Published Sept. 24, 2014

Al-Qaida ex-spokesman gets life

Defiant to the end, Osama bin Laden's son-in-law was sentenced Tuesday in New York to life in prison for acting as the voice of al-Qaida after the Sept. 11 terror attacks. Sulaiman Abu Ghaith — the highest-ranking al-Qaida figure to face trial on U.S. soil since the attacks — told a judge that there would be a price to pay for trying to "bury me alive." He quoted from the Koran, praised Allah and suggested his case would prompt a backlash in the Muslim world. "Today, at the same moment where you are shackling my hands and intend to bury me alive, you are at the same time unleashing the hands of hundreds of Muslim youth," he said. U.S. District Judge Lewis Kaplan told Abu Ghaith his defiance was further proof he deserved life behind bars. Abu Ghaith, 48, was convicted in March on conspiracy charges to recruit new followers for bin Laden.

Birmingham, Ala.

Pastor says UPS shooter had worries

The man who killed two former co-workers and then himself at a UPS shipping center Tuesday had told some people that he was having problems at work but never suggested the situation might turn violent, his pastor said.

Birmingham police identified the shooter as Kerry Joe Tesney, 45, of suburban Trussville. They did not release the slain people's names but said they were part of management. They are investigating the shooting as a double homicide and suicide.

Tesney was married and was the father of two children, said the pastor of NorthPark Baptist Church, Bill Wilks.

UPS spokesman Steve Gaut said Tesney was fired on Monday. Gaut would not say what job duties he had.

Afghanistan

Karzai slams U.S. in farewell speech

Afghan President Hamid Karzai slammed the United States during his farewell address on Tuesday, saying the U.S. war effort had failed to make Afghanistan peaceful.

Karzai, who will be replaced by President-elect Ashraf Ghani Ahmadzai on Monday, accused the U.S. government of spending the past 13 years focused on "its own interests" instead of what was best for the Afghan people.

China

Moderate Uighur scholar gets life

China sentenced the prominent Uighur intellectual Ilham Tohti to life imprisonment on Tuesday for advocating separatism and inciting ethnic hatred, criticizing the government and voicing support for terrorism.

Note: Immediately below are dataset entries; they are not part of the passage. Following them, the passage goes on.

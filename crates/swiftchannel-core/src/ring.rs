//! Lock-free SPSC framed byte ring.
//!
//! The ring holds self-framing messages: a 32-byte [`MessageHeader`]
//! followed by the payload padded to 8 bytes. Both indices live in the
//! [`SharedHeader`] and are absolute byte counters; a position inside the
//! ring is `index & (ring_size - 1)`. Copies that straddle the physical end
//! of the buffer are split in two.
//!
//! Synchronization is a single acquire/release pair per direction: the
//! producer's release store of `write_index` publishes all frame bytes
//! written before it, and the consumer's release store of `read_index`
//! returns the consumed span to the producer. There are no other fences.

use std::sync::atomic::Ordering;

use crate::layout::{align_up, MessageHeader, SharedHeader, MAGIC, MESSAGE_HEADER_SIZE, PAYLOAD_ALIGN};

/// Outcome of a [`RingBuffer::try_read`] call.
#[derive(Debug, Clone, Copy, PartialEq, Eq)]
pub enum ReadOutcome {
    /// No unread frame.
    Empty,
    /// A payload of `len` bytes was copied into the caller's buffer.
    Delivered {
        /// Payload length in bytes.
        len: usize,
    },
    /// The caller's buffer is smaller than the pending payload. Nothing was
    /// consumed; retry with at least `required` bytes.
    BufferTooSmall {
        /// Payload length of the pending frame.
        required: usize,
    },
    /// The frame at the read position is not a valid frame. Nothing was
    /// consumed, and nothing ever will be: the stream is no longer
    /// self-framing and the region must be torn down.
    Corrupt,
    /// The frame's payload CRC-32 does not match its header. Fatal, like
    /// [`ReadOutcome::Corrupt`].
    ChecksumMismatch,
}

/// View of the ring bytes of a channel region.
///
/// The ring does not own the bytes and holds no state of its own besides the
/// capacity; all shared state lives in the [`SharedHeader`] passed to each
/// call. One thread may write and one thread may read, concurrently.
pub struct RingBuffer {
    buf: *mut u8,
    size: u64,
    mask: u64,
}

// SAFETY: the producer writes only to the free span and the consumer reads
// only the published span; the two never alias an in-progress frame because
// `write_index` is the single publication point.
unsafe impl Send for RingBuffer {}
unsafe impl Sync for RingBuffer {}

impl RingBuffer {
    /// Create a ring view over `size` bytes at `buf`.
    ///
    /// # Safety
    ///
    /// - `buf` must point to `size` valid bytes that outlive this view.
    /// - `size` must be a non-zero power of two.
    /// - At most one thread may call [`try_write`](Self::try_write) and at
    ///   most one may call [`try_read`](Self::try_read), each paired with
    ///   the same `SharedHeader`.
    pub unsafe fn from_raw(buf: *mut u8, size: u64) -> Self {
        debug_assert!(size.is_power_of_two());
        Self {
            buf,
            size,
            mask: size - 1,
        }
    }

    /// Ring capacity in bytes.
    #[inline]
    pub fn size(&self) -> u64 {
        self.size
    }

    /// Total bytes a payload of `len` bytes occupies in the ring.
    #[inline]
    pub fn frame_size(len: u32) -> u64 {
        MESSAGE_HEADER_SIZE as u64 + align_up(len as u64, PAYLOAD_ALIGN)
    }

    /// Try to append one frame. Wait-free; returns `false` when the ring has
    /// no room, with no visible change to the region.
    pub fn try_write(&self, header: &SharedHeader, payload: &[u8], with_checksum: bool) -> bool {
        let frame = Self::frame_size(payload.len() as u32);

        let w = header.write_index.load(Ordering::Relaxed);
        let r = header.read_index.load(Ordering::Acquire);
        if self.size - (w - r) < frame {
            return false;
        }

        let msg = MessageHeader {
            magic: MAGIC,
            size: payload.len() as u32,
            sequence: w,
            timestamp: monotonic_ns(),
            checksum: if with_checksum { crc32fast::hash(payload) } else { 0 },
            reserved: 0,
        };

        // SAFETY: the span [w, w + frame) is unpublished and inside the free
        // region checked above; only this (sole producer) thread touches it.
        unsafe {
            self.copy_in(w, &msg.encode());
            self.copy_in(w + MESSAGE_HEADER_SIZE as u64, payload);
        }

        // Single publication point for the whole frame.
        header.write_index.store(w + frame, Ordering::Release);
        true
    }

    /// Try to consume one frame into `out`. Wait-free.
    ///
    /// Corruption outcomes never advance `read_index`; subsequent reads keep
    /// returning the same outcome.
    pub fn try_read(&self, header: &SharedHeader, out: &mut [u8], verify_checksum: bool) -> ReadOutcome {
        let r = header.read_index.load(Ordering::Relaxed);
        let w = header.write_index.load(Ordering::Acquire);
        if r >= w {
            return ReadOutcome::Empty;
        }

        let mut scratch = [0u8; MESSAGE_HEADER_SIZE];
        // SAFETY: [r, w) is published by the producer's release store and
        // holds at least one whole frame, so 32 header bytes are readable.
        unsafe { self.copy_out(r, &mut scratch) };
        let msg = MessageHeader::decode(&scratch);

        if msg.magic != MAGIC {
            return ReadOutcome::Corrupt;
        }
        // A size the ring cannot hold means the length field itself is
        // garbage; don't trust it to bound any further reads.
        if Self::frame_size(msg.size) > self.size {
            return ReadOutcome::Corrupt;
        }

        let payload_at = r + MESSAGE_HEADER_SIZE as u64;
        if verify_checksum {
            // SAFETY: payload bytes are inside the published span.
            let crc = unsafe { self.crc32_at(payload_at, msg.size as usize) };
            if crc != msg.checksum {
                return ReadOutcome::ChecksumMismatch;
            }
        }

        let len = msg.size as usize;
        if len > out.len() {
            return ReadOutcome::BufferTooSmall { required: len };
        }

        // SAFETY: as above; `len` bytes starting at `payload_at` are
        // published and `out` has room for them.
        unsafe { self.copy_out(payload_at, &mut out[..len]) };

        header
            .read_index
            .store(r + Self::frame_size(msg.size), Ordering::Release);
        ReadOutcome::Delivered { len }
    }

    /// Bytes currently free for writing, as seen by the producer. Advisory:
    /// may be stale by the time it is used, but never over-reports (the
    /// consumer only ever frees more).
    pub fn free_space(&self, header: &SharedHeader) -> u64 {
        let w = header.write_index.load(Ordering::Relaxed);
        let r = header.read_index.load(Ordering::Acquire);
        self.size - (w - r)
    }

    /// Bytes currently occupied, as seen by the consumer. Advisory.
    pub fn occupied(&self, header: &SharedHeader) -> u64 {
        let r = header.read_index.load(Ordering::Relaxed);
        let w = header.write_index.load(Ordering::Acquire);
        w - r
    }

    /// Copy `src` into the ring at absolute index `index`, splitting at the
    /// physical boundary.
    ///
    /// # Safety
    ///
    /// The destination span must be owned by the caller per the SPSC
    /// protocol (unpublished, inside the free region).
    unsafe fn copy_in(&self, index: u64, src: &[u8]) {
        let pos = (index & self.mask) as usize;
        let first = src.len().min(self.size as usize - pos);
        unsafe {
            std::ptr::copy_nonoverlapping(src.as_ptr(), self.buf.add(pos), first);
            if first < src.len() {
                std::ptr::copy_nonoverlapping(src.as_ptr().add(first), self.buf, src.len() - first);
            }
        }
    }

    /// Copy from the ring at absolute index `index` into `dst`, splitting at
    /// the physical boundary.
    ///
    /// # Safety
    ///
    /// The source span must be published (inside `[read_index, write_index)`).
    unsafe fn copy_out(&self, index: u64, dst: &mut [u8]) {
        let pos = (index & self.mask) as usize;
        let first = dst.len().min(self.size as usize - pos);
        unsafe {
            std::ptr::copy_nonoverlapping(self.buf.add(pos), dst.as_mut_ptr(), first);
            if first < dst.len() {
                std::ptr::copy_nonoverlapping(self.buf, dst.as_mut_ptr().add(first), dst.len() - first);
            }
        }
    }

    /// CRC-32 of `len` ring bytes starting at absolute index `index`,
    /// without copying them out.
    ///
    /// # Safety
    ///
    /// The span must be published, as for [`copy_out`](Self::copy_out).
    unsafe fn crc32_at(&self, index: u64, len: usize) -> u32 {
        let pos = (index & self.mask) as usize;
        let first = len.min(self.size as usize - pos);
        let mut hasher = crc32fast::Hasher::new();
        unsafe {
            hasher.update(std::slice::from_raw_parts(self.buf.add(pos), first));
            if first < len {
                hasher.update(std::slice::from_raw_parts(self.buf, len - first));
            }
        }
        hasher.finalize()
    }
}

/// Steady-clock reading in nanoseconds. The epoch is unspecified; values are
/// only meaningful relative to other reads on the same host.
#[cfg(unix)]
fn monotonic_ns() -> u64 {
    let mut ts = libc::timespec {
        tv_sec: 0,
        tv_nsec: 0,
    };
    // SAFETY: `ts` is a valid out-pointer; CLOCK_MONOTONIC is always
    // available on the supported platforms.
    unsafe {
        libc::clock_gettime(libc::CLOCK_MONOTONIC, &mut ts);
    }
    ts.tv_sec as u64 * 1_000_000_000 + ts.tv_nsec as u64
}

#[cfg(not(unix))]
fn monotonic_ns() -> u64 {
    use std::sync::OnceLock;
    use std::time::Instant;
    static EPOCH: OnceLock<Instant> = OnceLock::new();
    EPOCH.get_or_init(Instant::now).elapsed().as_nanos() as u64
}
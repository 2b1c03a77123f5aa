//! Price-feed producer.
//!
//! Creates the `price_feed` channel and publishes a burst of updates at
//! 10 Hz. Run the `receiver` example in another terminal to consume them.
//!
//! Run with: `cargo run --example sender -p swiftchannel`

use std::time::Duration;

use swiftchannel::prelude::*;

/// One quote, encoded little-endian to 24 bytes.
struct PriceUpdate {
    instrument_id: u32,
    bid: f64,
    ask: f64,
    timestamp_ns: u64,
}

impl PriceUpdate {
    fn encode(&self) -> [u8; 28] {
        let mut out = [0u8; 28];
        out[0..4].copy_from_slice(&self.instrument_id.to_le_bytes());
        out[4..12].copy_from_slice(&self.bid.to_le_bytes());
        out[12..20].copy_from_slice(&self.ask.to_le_bytes());
        out[20..28].copy_from_slice(&self.timestamp_ns.to_le_bytes());
        out
    }
}

fn main() -> Result<()> {
    tracing_subscriber::fmt()
        .with_env_filter(
            tracing_subscriber::EnvFilter::try_from_default_env().unwrap_or_else(|_| "info".into()),
        )
        .init();

    let config = ChannelConfig {
        ring_size: 1024 * 1024,
        max_message_size: 4096,
        ..ChannelConfig::default()
    };

    let stats = std::sync::Arc::new(ChannelStats::new());
    let sender = Sender::with_observer("price_feed", config, stats.clone())?;
    tracing::info!(name = sender.name(), "sender ready");

    for i in 0..20u32 {
        let update = PriceUpdate {
            instrument_id: 1000 + (i % 5),
            bid: 100.0 + f64::from(i) * 0.5,
            ask: 100.1 + f64::from(i) * 0.5,
            timestamp_ns: std::time::SystemTime::now()
                .duration_since(std::time::UNIX_EPOCH)
                .map(|d| d.as_nanos() as u64)
                .unwrap_or(0),
        };

        match sender.send(&update.encode()) {
            Ok(()) => tracing::info!(
                instrument = update.instrument_id,
                bid = update.bid,
                ask = update.ask,
                "sent update #{i}"
            ),
            Err(Error::ChannelFull) => {
                tracing::warn!("ring full, dropping update #{i}")
            }
            Err(err) => return Err(err),
        }

        std::thread::sleep(Duration::from_millis(100));
    }

    let snap = stats.snapshot();
    tracing::info!(
        sent = snap.messages_sent,
        bytes = snap.bytes_sent,
        dropped = snap.buffer_full_events,
        "sender finished"
    );
    Ok(())
}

The verdict shocked friends, scholars and activists. Tohti is widely respected abroad as a moderate voice within China's minority Uighur community; throughout his two-day trial in the city of Urumqi last week, he insisted he had always opposed separatism, and that he had spent his life trying to promote better relations between Uighurs and China's Han majority.

Elsewhere

Washington: A federal judge in Washington restored Endangered Species Act protection for wolves in Wyoming on Tuesday, ruling that the federal Fish and Wildlife Service accepted a state commitment to maintain the wolf population without requiring adequate safeguards.

Charlottesville, Va.: The man authorities believe was the last person seen with a University of Virginia student before she disappeared has been charged with abduction, police said Tuesday. They are looking for Jesse Leroy Matthew Jr., 32, after obtaining a felony arrest warrant. They also continue to search for Hannah Graham, 18, who vanished Sept. 13.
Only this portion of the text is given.